# Input data

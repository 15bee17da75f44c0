// ICT Parser - core/aggregate.rs
//
// Merges per-file records into one column space.
// Core layer: works on already-extracted `LogRecord`s; reading the files is
// the app layer's job (app::pipeline).
//
// Records are merged strictly in the order they are pushed, so row order,
// failure order, and limit precedence are reproducible.

use crate::core::model::{AggregateResult, FailureEntry, Limits, LogRecord, RowRecord};
use crate::util::constants;
use std::collections::{BTreeMap, BTreeSet};

/// Incremental aggregator. Push one record per input file, then `finish`.
#[derive(Debug, Default)]
pub struct Aggregator {
    names: BTreeSet<String>,
    rows: Vec<RowRecord>,
    limits: BTreeMap<String, Limits>,
    failures: Vec<FailureEntry>,
}

impl Aggregator {
    pub fn new() -> Self {
        Self::default()
    }

    /// Merge one file's record. Later records override earlier limits.
    pub fn push(&mut self, record: &LogRecord) {
        self.failures.extend(record.failures.iter().cloned());

        for name in record.measurements.keys() {
            if !self.names.contains(name) {
                self.names.insert(name.clone());
            }
        }

        for (name, limits) in &record.limits {
            self.limits.insert(name.clone(), limits.clone());
        }

        self.rows.push(RowRecord::from_record(record));
    }

    /// Number of records merged so far.
    pub fn len(&self) -> usize {
        self.rows.len()
    }

    pub fn is_empty(&self) -> bool {
        self.rows.is_empty()
    }

    /// Build the final result. Identity columns come first and are never
    /// repeated, even when a file reported a measurement under that name.
    pub fn finish(self) -> AggregateResult {
        let mut columns: Vec<String> = constants::IDENTITY_COLUMNS
            .iter()
            .map(|c| (*c).to_string())
            .collect();
        columns.extend(
            self.names
                .into_iter()
                .filter(|name| !constants::IDENTITY_COLUMNS.contains(&name.as_str())),
        );

        tracing::debug!(
            rows = self.rows.len(),
            columns = columns.len(),
            limits = self.limits.len(),
            failures = self.failures.len(),
            "Aggregation complete"
        );

        AggregateResult {
            columns,
            rows: self.rows,
            limits: self.limits,
            failures: self.failures,
        }
    }
}

/// Aggregate records already held in memory, in iteration order.
pub fn aggregate_records<'a, I>(records: I) -> AggregateResult
where
    I: IntoIterator<Item = &'a LogRecord>,
{
    let mut aggregator = Aggregator::new();
    for record in records {
        aggregator.push(record);
    }
    aggregator.finish()
}
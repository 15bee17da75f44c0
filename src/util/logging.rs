// ICT Parser - util/logging.rs
//
// Structured logging with runtime-selectable debug mode.
//
// Activation:
//   - Environment variable: RUST_LOG=debug (or trace)
//   - CLI flag: --debug (sets level to debug)
//   - Config file: [logging] level = "debug"
//
// Output: stderr always. Optionally also to a plain-text log file, either the
// configured `[logging] file` or a timestamped `ICTParser_debug <stamp>.txt`
// when --debug-log is passed. Without an installed subscriber every tracing
// call in the library is a no-op.

use chrono::{DateTime, Local};
use std::path::{Path, PathBuf};
use std::sync::Mutex;
use tracing_subscriber::prelude::*;
use tracing_subscriber::{fmt, EnvFilter};

/// Initialise the logging subsystem.
///
/// `debug_flag` is true when the user passed --debug on the CLI.
/// `config_level` is the level from config.toml (if present).
/// `log_file` is an additional file that receives a copy of every event.
///
/// Priority: RUST_LOG env var > CLI --debug flag > config level > default "info".
pub fn init(debug_flag: bool, config_level: Option<&str>, log_file: Option<&Path>) {
    let filter = if std::env::var("RUST_LOG").is_ok() {
        EnvFilter::from_default_env()
    } else if debug_flag {
        EnvFilter::new("debug")
    } else if let Some(level) = config_level {
        EnvFilter::new(level)
    } else {
        EnvFilter::new(super::constants::DEFAULT_LOG_LEVEL)
    };

    let stderr_layer = fmt::layer()
        .with_writer(std::io::stderr)
        .with_target(true)
        .with_file(true)
        .with_line_number(true)
        .compact();

    // A log file that cannot be created is reported on stderr once the
    // subscriber is up; it never prevents startup.
    let mut file_error = None;
    let file_layer = log_file.and_then(|path| match std::fs::File::create(path) {
        Ok(file) => Some(
            fmt::layer()
                .with_writer(Mutex::new(file))
                .with_ansi(false)
                .with_target(true),
        ),
        Err(e) => {
            file_error = Some((path.to_path_buf(), e));
            None
        }
    });

    tracing_subscriber::registry()
        .with(filter)
        .with(stderr_layer)
        .with(file_layer)
        .init();

    if let Some((path, e)) = file_error {
        tracing::warn!(path = %path.display(), error = %e, "Could not create log file");
    }

    tracing::debug!(
        app = super::constants::APP_NAME,
        version = super::constants::APP_VERSION,
        log_file = ?log_file.map(Path::display).map(|d| d.to_string()),
        "Logging initialised"
    );
}

/// Name of the timestamped debug log written by `--debug-log`.
pub fn debug_log_path(dir: &Path, now: DateTime<Local>) -> PathBuf {
    let stamp = now.format(super::constants::DEBUG_LOG_TIMESTAMP_FORMAT);
    dir.join(format!("{} {stamp}.txt", super::constants::DEBUG_LOG_FILE_PREFIX))
}

#[cfg(test)]
mod tests {
    use super::*;
    use chrono::TimeZone;

    #[test]
    fn debug_log_path_is_stamped() {
        let now = Local.with_ymd_and_hms(2024, 3, 9, 7, 5, 1).unwrap();
        let path = debug_log_path(Path::new("out"), now);
        assert_eq!(
            path,
            Path::new("out").join("ICTParser_debug 2024-03-09_07-05-01.txt")
        );
    }
}
/// Match `{@LIMt|fields}}` at `pos`: the limit marker plus the closing brace
/// of the enclosing measurement.
fn match_limit(text: &str, pos: usize) -> Option<(char, Vec<&str>, usize)> {
    let mut cur = Cursor::at(text, pos);
    if !cur.eat_str(constants::LIMIT_MARKER) {
        return None;
    }
    let limit_type = cur.digit()?;
    if !cur.eat(b'|') {
        return None;
    }
    let fields = cur.run(|b| b != b'}');
    if fields.is_empty() || !cur.eat(b'}') || !cur.eat(b'}') {
        return None;
    }
    Some((limit_type, fields.split('|').collect(), cur.pos))
}

#[cfg(test)]
mod tests {
    use super::*;
    use std::path::PathBuf;

    const SAMPLE: &str = "\
{@BATCH|PCB-100|A|1|2|3|4|5|6| ICT-07 |x}
{@BTEST| SN0001 |00|240115093000}
{@BLOCK|R101|00
{@A-RES|0|1.002E+03{@LIM3|1000|900|1100}}
}
{@BLOCK|U5|01
{@A-DCV|0|3.31|VCC{@LIM2|3.6|3.0}}
{@A-DCV|1|0.25|GND{@LIM2|0.1|-0.1}}
}
{@BLOCK|C7
}
";

    fn path() -> PathBuf {
        PathBuf::from("logs/board1.log")
    }

    #[test]
    fn test_extract_sample() {
        let record = extract(SAMPLE, &path());

        assert_eq!(record.tester.as_deref(), Some("ICT-07"));
        assert_eq!(record.serial.as_deref(), Some("SN0001"));

        let names: Vec<_> = record.measurements.keys().cloned().collect();
        assert_eq!(names, vec!["R101", "U5_VCC"]);
        assert_eq!(record.measurements["R101"], "1.002E+03");
        assert_eq!(record.measurements["U5_VCC"], "3.31");

        assert_eq!(record.limits["R101"], Limits::new("1100", "900"));
        assert_eq!(record.limits["U5_VCC"], Limits::new("3.6", "3.0"));
        assert_eq!(record.limits["U5_GND"], Limits::new("0.1", "-0.1"));

        assert_eq!(
            record.failures,
            vec![FailureEntry {
                source_file: path(),
                block: "U5".to_string(),
                test: "U5_GND".to_string(),
                value: "0.25".to_string(),
            }]
        );
    }

    #[test]
    fn test_missing_headers_are_unset() {
        let text = "{@BLOCK|R1\n{@A-RES|0|10{@LIM2|11|9}}\n";
        let record = extract(text, &path());
        assert_eq!(record.tester, None);
        assert_eq!(record.serial, None);
        assert_eq!(record.measurements["R1"], "10");
    }

    #[test]
    fn test_short_batch_has_no_tester() {
        assert_eq!(tester_id("{@BATCH|a|b|c|d|e|f|g|h}"), None);
        assert_eq!(
            tester_id("{@BATCH|a|b|c|d|e|f|g|h|T9}").as_deref(),
            Some("T9")
        );
        assert_eq!(tester_id("{@BATCH|a|b|c|d|e|f|g|h|T9"), None);
    }

    #[test]
    fn test_only_first_header_marker_used() {
        let text = "{@BTEST|FIRST}\n{@BTEST|SECOND}\n";
        assert_eq!(serial_id(text).as_deref(), Some("FIRST"));
        assert_eq!(serial_id("{@BTEST|}").as_deref(), Some(""));
    }

    #[test]
    fn test_no_blocks_still_reads_headers() {
        let text = "{@BATCH|0|1|2|3|4|5|6|7|T1}\n{@BTEST|SN}\n{@A-RES|0|1{@LIM2|2|0}}";
        let record = extract(text, &path());
        assert_eq!(record.tester.as_deref(), Some("T1"));
        assert_eq!(record.serial.as_deref(), Some("SN"));
        assert!(record.measurements.is_empty());
        assert!(record.limits.is_empty());
        assert!(record.failures.is_empty());
    }

    #[test]
    fn test_block_name_suffix_and_single_line_block() {
        let found: Vec<_> = blocks("hdr{@BLOCK| Q3|07 \nbody\n{@BLOCK|LAST").collect();
        assert_eq!(
            found,
            vec![
                Block {
                    name: "Q3",
                    content: "body",
                },
                Block {
                    name: "LAST",
                    content: "",
                },
            ]
        );
    }

    #[test]
    fn test_last_write_wins_within_file() {
        let text = "\
{@BLOCK|TEMP|00
{@A-THM|0|20.0{@LIM2|30|10}}
}
{@BLOCK|TEMP|01
{@A-THM|1|55.0{@LIM2|50|10}}
}
{@BLOCK|TEMP|02
{@A-THM|0|21.5{@LIM2|40|5}}
}
";
        let record = extract(text, &path());
        // Latest passing value wins; the failure stays logged.
        assert_eq!(record.measurements["TEMP"], "21.5");
        assert_eq!(record.limits["TEMP"], Limits::new("40", "5"));
        assert_eq!(record.failures.len(), 1);
        assert_eq!(record.failures[0].value, "55.0");
    }

    #[test]
    fn test_failure_keeps_earlier_pass() {
        let text = "{@BLOCK|V1\n{@A-DCV|0|5.0{@LIM2|6|4}}\n{@A-DCV|3|9.9{@LIM2|6|4}}\n";
        let record = extract(text, &path());
        assert_eq!(record.measurements["V1"], "5.0");
        assert_eq!(record.failures.len(), 1);
    }

    #[test]
    fn test_failure_only_column_is_absent() {
        let text = "{@BLOCK|V1\n{@A-DCV|1|9.9{@LIM2|6|4}}\n";
        let record = extract(text, &path());
        assert!(record.measurements.is_empty());
        assert_eq!(record.limits["V1"], Limits::new("6", "4"));
    }

    #[test]
    fn test_limit_layouts() {
        let limits = |text: &str| measurements(text).next().map(|m| m.limits());
        assert_eq!(limits("{@A-X|0|1{@LIM2|5|1}}"), Some(Limits::new("5", "1")));
        assert_eq!(limits("{@A-X|0|1{@LIM2|5}}"), Some(Limits::default()));
        assert_eq!(
            limits("{@A-X|0|1{@LIM3| 3 | 1 | 5 }}"),
            Some(Limits::new("5", "1"))
        );
        assert_eq!(limits("{@A-X|0|1{@LIM3|3|1}}"), Some(Limits::default()));
        assert_eq!(limits("{@A-X|0|1{@LIM7|5|1|2}}"), Some(Limits::default()));
    }

    #[test]
    fn test_value_and_sub_name_trimmed_only_at_ends() {
        let m: Vec<_> = measurements("{@A-X|0|  1.5 mV |  pin 3 {@LIM2|2|1}}").collect();
        assert_eq!(m.len(), 1);
        assert_eq!(m[0].value, "1.5 mV");
        assert_eq!(m[0].sub_name, Some("pin 3"));
        assert_eq!(m[0].column_name("U1"), "U1_pin 3");
    }

    #[test]
    fn test_blank_sub_name_still_suffixes_column() {
        let m: Vec<_> = measurements("{@A-X|0|1|  {@LIM2|2|1}}").collect();
        assert_eq!(m[0].sub_name, Some(""));
        assert_eq!(m[0].column_name("U1"), "U1_");
    }

    #[test]
    fn test_malformed_measurement_skipped() {
        let content = "{@A-BROKEN}{@A-X|x|1{@LIM2|2|1}}{@A-OK|0|7{@LIM2|9|1}}";
        let m: Vec<_> = measurements(content).collect();
        assert_eq!(m.len(), 1);
        assert_eq!(m[0].value, "7");
    }

    #[test]
    fn test_matching_is_case_sensitive() {
        assert_eq!(measurements("{@a-X|0|1{@LIM2|2|1}}").count(), 0);
        assert_eq!(measurements("{@A-X|0|1{@lim2|2|1}}").count(), 0);
        assert_eq!(blocks("{@block|R1\n{@A-X|0|1{@LIM2|2|1}}").count(), 0);
    }

    /// The scanner must agree with the backtracking form of the measurement
    /// grammar, including its lazy quantifiers.
    #[test]
    fn test_scanner_agrees_with_reference_pattern() {
        let reference = Regex::new(
            r"\{@A-[^|}]+\|([0-9])\|([^|{}]+?)(?:\|([^{@]+?))?\{@LIM([0-9])\|([^}]+)\}\}",
        )
        .unwrap();

        let inputs = [
            "{@A-X|0|1 2 3|sub name{@LIM2|1|0}}",
            "{@A-BAD}{@A-X|1|5{@LIM9|a}}",
            "{@A-X|0|5|sub@x{@LIM2|1|0}} {@A-Y|0|6{@LIM3|1|2|3}}",
            "{@A-X|a|5{@LIM2|1|0}}",
            "{@A-X|0|5{@LIM2|}}",
            "{@A-X|0|5{@LIM2|1|0}",
            "{@A-X|0|5|s{@A-Y|0|6{@LIM2|1|0}}",
            "{@A-X|0|5|a|b}c{@LIM2|1|0}}",
            "{@A-X|0|multi\nline|sub\nname{@LIM3|0|1|2}}",
            "{@A-X|0| 5 |  sub {@LIM3| 1 | 2 | 3 }}",
            "{@A-X|0|5||{@LIM2|1|0}}",
            "{@A-{X|0|5{@LIM2|1|0}}tail{@A-Z|2|9|q{@LIM2|1|0}}}",
            "{@A-X|0|µ5|Ω{@LIM2|1|0}}{@A-W|0|1{@LIM2|1}}",
            "",
            "no markers here",
        ];

        for input in inputs {
            let expected: Vec<_> = reference
                .captures_iter(input)
                .map(|c| {
                    (
                        c[1].chars().next().unwrap(),
                        c[2].trim().to_string(),
                        c.get(3).map(|s| s.as_str().trim().to_string()),
                        c[4].chars().next().unwrap(),
                        c[5].split('|').map(str::to_string).collect::<Vec<_>>(),
                    )
                })
                .collect();
            let actual: Vec<_> = measurements(input)
                .map(|m| {
                    (
                        m.pass_fail,
                        m.value.to_string(),
                        m.sub_name.map(str::to_string),
                        m.limit_type,
                        m.limit_fields.iter().map(|s| s.to_string()).collect::<Vec<_>>(),
                    )
                })
                .collect();
            assert_eq!(actual, expected, "input: {input:?}");
        }
    }
}
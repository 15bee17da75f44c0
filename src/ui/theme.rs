// ICT Parser - ui/theme.rs
//
// Colours and layout constants.
// No dependencies on app state or business logic.

use egui::Color32;

/// Error text (status bar, load/export failures).
pub const ERROR_TEXT: Color32 = Color32::from_rgb(220, 38, 38); // Red 600

/// Failed-tests notice.
pub const WARNING_TEXT: Color32 = Color32::from_rgb(217, 119, 6); // Amber 600
pub const WARNING_BG: Color32 = Color32::from_rgba_premultiplied(217, 119, 6, 25);

/// Muted helper text.
pub const HINT_TEXT: Color32 = Color32::from_rgb(156, 163, 175); // Gray 400

/// Layout constants.
pub const MOVE_BUTTON_COLUMN_WIDTH: f32 = 44.0;
pub const MOVE_BUTTON_WIDTH: f32 = 32.0;
pub const FOOTER_HEIGHT: f32 = 40.0;
pub const LIST_MIN_WIDTH: f32 = 120.0;
pub const FOLDER_PICKER_TEXT_WIDTH: f32 = 300.0;
pub const WINDOW_SIZE: [f32; 2] = [800.0, 500.0];
pub const WINDOW_MIN_SIZE: [f32; 2] = [560.0, 360.0];
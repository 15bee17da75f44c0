// ICT Parser - app/mod.rs
//
// Application layer: orchestration and state management.
// Dependencies: core and platform layers.
// Must NOT depend on: ui.

pub mod pipeline;
pub mod state;
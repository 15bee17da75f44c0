// ICT Parser - core/selection.rs
//
// Column selection: which discovered tests go into the primary export.
// Backs both the GUI's Available/Selected lists and the CLI's --columns.
// Core layer: pure logic, no I/O or UI dependencies.

use crate::util::constants;
use std::collections::BTreeSet;

/// Split of the discovered tests into "available" and "selected".
///
/// Both views are always sorted; a test is in exactly one of them. Names
/// that were not discovered are ignored by every operation.
#[derive(Debug, Clone, Default, PartialEq, Eq)]
pub struct ColumnSelection {
    tests: BTreeSet<String>,
    selected: BTreeSet<String>,
}

impl ColumnSelection {
    /// Start with nothing selected.
    pub fn new<I, S>(tests: I) -> Self
    where
        I: IntoIterator<Item = S>,
        S: Into<String>,
    {
        Self {
            tests: tests.into_iter().map(Into::into).collect(),
            selected: BTreeSet::new(),
        }
    }

    /// Select tests by exact name or glob pattern (e.g. `U5_*`).
    ///
    /// Returns the selection and the patterns that matched nothing. An
    /// invalid glob is treated as a literal name.
    pub fn from_patterns<I, S>(tests: I, patterns: &[String]) -> (Self, Vec<String>)
    where
        I: IntoIterator<Item = S>,
        S: Into<String>,
    {
        let mut selection = Self::new(tests);
        let mut unmatched = Vec::new();

        for pattern in patterns {
            let hits: Vec<String> = match glob::Pattern::new(pattern) {
                Ok(glob) => selection
                    .tests
                    .iter()
                    .filter(|t| glob.matches(t))
                    .cloned()
                    .collect(),
                Err(e) => {
                    tracing::debug!(pattern = %pattern, error = %e, "Not a glob, matching literally");
                    selection
                        .tests
                        .iter()
                        .filter(|t| *t == pattern)
                        .cloned()
                        .collect()
                }
            };
            if hits.is_empty() {
                unmatched.push(pattern.clone());
            }
            selection.selected.extend(hits);
        }

        (selection, unmatched)
    }

    /// Every discovered test, sorted.
    pub fn tests(&self) -> impl Iterator<Item = &str> {
        self.tests.iter().map(String::as_str)
    }

    /// Unselected tests whose name contains `search` (case-insensitive).
    pub fn available(&self, search: &str) -> Vec<&str> {
        let needle = search.to_lowercase();
        self.tests
            .iter()
            .filter(|t| !self.selected.contains(*t))
            .filter(|t| matches_search(t, &needle))
            .map(String::as_str)
            .collect()
    }

    /// Selected tests whose name contains `search` (case-insensitive).
    pub fn selected(&self, search: &str) -> Vec<&str> {
        let needle = search.to_lowercase();
        self.selected
            .iter()
            .filter(|t| matches_search(t, &needle))
            .map(String::as_str)
            .collect()
    }

    /// Move the named tests to the selected side.
    pub fn select<I, S>(&mut self, names: I)
    where
        I: IntoIterator<Item = S>,
        S: AsRef<str>,
    {
        for name in names {
            if let Some(test) = self.tests.get(name.as_ref()) {
                self.selected.insert(test.clone());
            }
        }
    }

    /// Move the named tests back to the available side.
    pub fn deselect<I, S>(&mut self, names: I)
    where
        I: IntoIterator<Item = S>,
        S: AsRef<str>,
    {
        for name in names {
            self.selected.remove(name.as_ref());
        }
    }

    pub fn select_all(&mut self) {
        self.selected = self.tests.clone();
    }

    pub fn deselect_all(&mut self) {
        self.selected.clear();
    }

    pub fn is_selected(&self, name: &str) -> bool {
        self.selected.contains(name)
    }

    pub fn selected_count(&self) -> usize {
        self.selected.len()
    }

    /// True when no test is selected (the export would hold identities only).
    pub fn is_empty(&self) -> bool {
        self.selected.is_empty()
    }

    /// Export schema: identity columns, then the selected tests sorted.
    pub fn export_columns(&self) -> Vec<String> {
        constants::IDENTITY_COLUMNS
            .iter()
            .map(|c| (*c).to_string())
            .chain(self.selected.iter().cloned())
            .collect()
    }
}

fn matches_search(name: &str, needle_lower: &str) -> bool {
    needle_lower.is_empty() || name.to_lowercase().contains(needle_lower)
}

#[cfg(test)]
mod tests {
    use super::*;

    fn sample() -> ColumnSelection {
        ColumnSelection::new(["U5_VCC", "R101", "U5_GND", "TEMP"])
    }

    #[test]
    fn test_starts_with_everything_available() {
        let sel = sample();
        assert!(sel.is_empty());
        assert_eq!(sel.available(""), vec!["R101", "TEMP", "U5_GND", "U5_VCC"]);
        assert!(sel.selected("").is_empty());
        assert_eq!(sel.export_columns(), vec!["Tester", "Serial"]);
    }

    #[test]
    fn test_select_moves_between_sides() {
        let mut sel = sample();
        sel.select(["U5_VCC", "R101", "R101", "NOPE"]);
        assert_eq!(sel.selected(""), vec!["R101", "U5_VCC"]);
        assert_eq!(sel.available(""), vec!["TEMP", "U5_GND"]);
        assert_eq!(sel.selected_count(), 2);
        assert_eq!(
            sel.export_columns(),
            vec!["Tester", "Serial", "R101", "U5_VCC"]
        );

        sel.deselect(["R101"]);
        assert_eq!(sel.selected(""), vec!["U5_VCC"]);
        assert!(!sel.is_selected("R101"));
    }

    #[test]
    fn test_select_all_and_clear() {
        let mut sel = sample();
        sel.select_all();
        assert!(sel.available("").is_empty());
        assert_eq!(sel.selected_count(), 4);
        sel.deselect_all();
        assert!(sel.is_empty());
    }

    #[test]
    fn test_search_is_case_insensitive() {
        let mut sel = sample();
        assert_eq!(sel.available("u5"), vec!["U5_GND", "U5_VCC"]);
        sel.select(["U5_GND", "TEMP"]);
        assert_eq!(sel.selected("gnd"), vec!["U5_GND"]);
        assert_eq!(sel.available("u5"), vec!["U5_VCC"]);
    }

    #[test]
    fn test_from_patterns() {
        let patterns = vec!["U5_*".to_string(), "TEMP".to_string(), "X*".to_string()];
        let (sel, unmatched) = ColumnSelection::from_patterns(
            ["U5_VCC", "R101", "U5_GND", "TEMP"],
            &patterns,
        );
        assert_eq!(sel.selected(""), vec!["TEMP", "U5_GND", "U5_VCC"]);
        assert_eq!(unmatched, vec!["X*"]);
    }

    #[test]
    fn test_invalid_glob_matches_literally() {
        let patterns = vec!["A[".to_string()];
        let (sel, unmatched) = ColumnSelection::from_patterns(["A[", "B"], &patterns);
        assert_eq!(sel.selected(""), vec!["A["]);
        assert!(unmatched.is_empty());
    }
}
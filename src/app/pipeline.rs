// ICT Parser - app/pipeline.rs
//
// Path-based orchestration shared by the CLI and the GUI:
//   folder -> file list -> read + extract each file -> aggregate -> exports.
//
// Files are processed strictly in the given order; an unreadable file aborts
// the whole aggregation so that a partial table is never exported silently.

use crate::core::aggregate::Aggregator;
use crate::core::extractor;
use crate::core::export;
use crate::core::model::{AggregateResult, FailureEntry};
use crate::platform::fs;
use crate::util::constants;
use crate::util::error::{ExportError, IctError, Result};
use std::path::{Path, PathBuf};

/// Read, extract, and aggregate the given files in order.
pub fn aggregate_files<P: AsRef<Path>>(paths: &[P]) -> Result<AggregateResult> {
    let mut aggregator = Aggregator::new();

    for path in paths {
        let path = path.as_ref();
        let text = fs::read_file_lossy(path).map_err(|e| IctError::Io {
            path: path.to_path_buf(),
            operation: "read log file",
            source: e,
        })?;
        let record = extractor::extract(&text, path);
        aggregator.push(&record);
    }

    let result = aggregator.finish();
    tracing::info!(
        files = result.rows.len(),
        tests = result.tests().len(),
        failures = result.failures.len(),
        "Logs aggregated"
    );
    Ok(result)
}

/// List `dir` and aggregate every visible file in it.
pub fn aggregate_folder(dir: &Path) -> Result<(Vec<PathBuf>, AggregateResult)> {
    let files = fs::list_log_files(dir)?;
    let result = aggregate_files(&files)?;
    Ok((files, result))
}

/// Failures file written beside `export_path`: `<stem><suffix>.csv`.
pub fn failures_path_for(export_path: &Path, suffix: &str) -> PathBuf {
    let stem = export_path
        .file_stem()
        .map(|s| s.to_string_lossy().into_owned())
        .unwrap_or_default();
    export_path.with_file_name(format!(
        "{stem}{suffix}.{}",
        constants::EXPORT_EXTENSION
    ))
}

fn create(path: &Path) -> std::result::Result<std::io::BufWriter<std::fs::File>, ExportError> {
    std::fs::File::create(path)
        .map(std::io::BufWriter::new)
        .map_err(|e| ExportError::Io {
            path: path.to_path_buf(),
            source: e,
        })
}

/// Write the primary table for `columns` to `path`.
pub fn export_table<S: AsRef<str>>(
    path: &Path,
    columns: &[S],
    result: &AggregateResult,
) -> Result<usize> {
    let file = create(path)?;
    let rows = export::write_table(columns, &result.rows, &result.limits, file, path)?;
    Ok(rows)
}

/// Write the failures log to `path`.
pub fn export_failures(path: &Path, failures: &[FailureEntry]) -> Result<usize> {
    let file = create(path)?;
    let count = export::write_failures(failures, file, path)?;
    Ok(count)
}

/// Write the whole aggregate as JSON to `path`.
pub fn export_json(path: &Path, result: &AggregateResult) -> Result<()> {
    let file = create(path)?;
    export::write_json(result, file, path)?;
    Ok(())
}

/// What a complete export should produce.
#[derive(Debug, Clone)]
pub struct ExportRequest<'a> {
    /// Primary table destination.
    pub path: &'a Path,
    /// Export schema; identity columns first.
    pub columns: &'a [String],
    /// Also write the failures file (only when there are failures).
    pub with_failures: bool,
    /// Suffix for the failures file name.
    pub failures_suffix: &'a str,
}

/// What a complete export produced.
#[derive(Debug, Clone, PartialEq, Eq)]
pub struct ExportOutcome {
    pub table_path: PathBuf,
    pub rows: usize,
    pub failures_path: Option<PathBuf>,
    pub failures: usize,
}

/// Primary table plus, when requested and non-empty, the failures file.
///
/// A request with no measurement columns is refused before anything is
/// written.
pub fn export_all(result: &AggregateResult, request: &ExportRequest<'_>) -> Result<ExportOutcome> {
    if request.columns.len() <= constants::IDENTITY_COLUMNS.len() {
        return Err(ExportError::EmptySelection.into());
    }

    let rows = export_table(request.path, request.columns, result)?;
    tracing::info!(path = %request.path.display(), rows, "Table exported");

    let mut outcome = ExportOutcome {
        table_path: request.path.to_path_buf(),
        rows,
        failures_path: None,
        failures: 0,
    };

    if request.with_failures && !result.failures.is_empty() {
        let failures_path = failures_path_for(request.path, request.failures_suffix);
        outcome.failures = export_failures(&failures_path, &result.failures)?;
        tracing::info!(
            path = %failures_path.display(),
            failures = outcome.failures,
            "Failures exported"
        );
        outcome.failures_path = Some(failures_path);
    }

    Ok(outcome)
}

# Work task
Given the data above, which lines hold the string "ExportOutcome"? Return them.

# Result for this task
pub struct ExportOutcome {
pub fn export_all(result: &AggregateResult, request: &ExportRequest<'_>) -> Result<ExportOutcome> {
    let mut outcome = ExportOutcome {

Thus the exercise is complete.